(THE INPUT Opens)

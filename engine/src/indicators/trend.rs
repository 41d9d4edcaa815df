use super::{IndicatorCalculator, Sma};
use shared::models::{Candle, Trend};

/// Compares the latest short and long SMA of the close. Equal averages, or either
/// average still warming up, read as `Neutral`.
pub fn determine_trend(data: &[Candle], short_window: usize, long_window: usize) -> Trend {
    let latest = |window: usize| Sma::new(window).calculate(data).last().copied().flatten();
    match (latest(short_window), latest(long_window)) {
        (Some(short), Some(long)) if short > long => Trend::Bullish,
        (Some(short), Some(long)) if short < long => Trend::Bearish,
        _ => Trend::Neutral,
    }
}
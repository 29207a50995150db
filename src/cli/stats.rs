//! Stats command implementation

use colored::Colorize;
use serde::Serialize;
use tabled::Tabled;

use crate::cli::args::GlobalOptions;
use crate::cli::{CommandContext, OutputFormat};
use crate::data::QuickStats;
use crate::error::Result;
use crate::output::{Formattable, json, progress};

/// One counter for table display
#[derive(Tabled, Serialize)]
struct StatDisplay {
    #[tabled(rename = "METRIC")]
    metric: &'static str,
    #[tabled(rename = "COUNT")]
    count: usize,
}

fn rows(stats: &QuickStats) -> Vec<StatDisplay> {
    vec![
        StatDisplay {
            metric: "Internal directory entries",
            count: stats.internal_count,
        },
        StatDisplay {
            metric: "Activities",
            count: stats.activities_count,
        },
        StatDisplay {
            metric: "Reference files",
            count: stats.files_count,
        },
    ]
}

/// Run the stats command
pub async fn run(opts: &GlobalOptions) -> Result<()> {
    let ctx = CommandContext::new(opts)?;
    let data = ctx.data_service()?;

    let bar = progress::spinner(ctx.format, "Counting records...");
    let stats = data.get_quick_stats().await;
    bar.finish_and_clear();
    let stats = stats?;

    match ctx.format {
        OutputFormat::Pretty => {
            println!("{}\n", "FMA Portal".bold());
            for row in rows(&stats) {
                println!("  {:>5}  {}", row.count.to_string().bold().cyan(), row.metric);
            }
        }
        OutputFormat::Json => println!("{}", json::format_json(&stats)?),
        format => rows(&stats).print(format)?,
    }

    Ok(())
}

#[cfg(test)]
mod tests {
    use super::*;

    #[test]
    fn test_rows_follow_counter_order() {
        let stats = QuickStats {
            internal_count: 4,
            activities_count: 2,
            files_count: 9,
        };

        let counts: Vec<usize> = rows(&stats).iter().map(|r| r.count).collect();

        assert_eq!(counts, vec![4, 2, 9]);
    }
}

(THE INPUT Closes)

__TASK__
Set the entries down again exactly, beginning with their first line and ending with the line that contains "(Some(short), Some(long)) if short <"; omit all other lines.

__RESPONSE__
filename engine/src/indicators/trend.rs
repository 41d9d4edcaa815df
use super::{IndicatorCalculator, Sma};
use shared::models::{Candle, Trend};

/// Compares the latest short and long SMA of the close. Equal averages, or either
/// average still warming up, read as `Neutral`.
pub fn determine_trend(data: &[Candle], short_window: usize, long_window: usize) -> Trend {
    let latest = |window: usize| Sma::new(window).calculate(data).last().copied().flatten();
    match (latest(short_window), latest(long_window)) {
        (Some(short), Some(long)) if short > long => Trend::Bullish,
        (Some(short), Some(long)) if short < long => Trend::Bearish,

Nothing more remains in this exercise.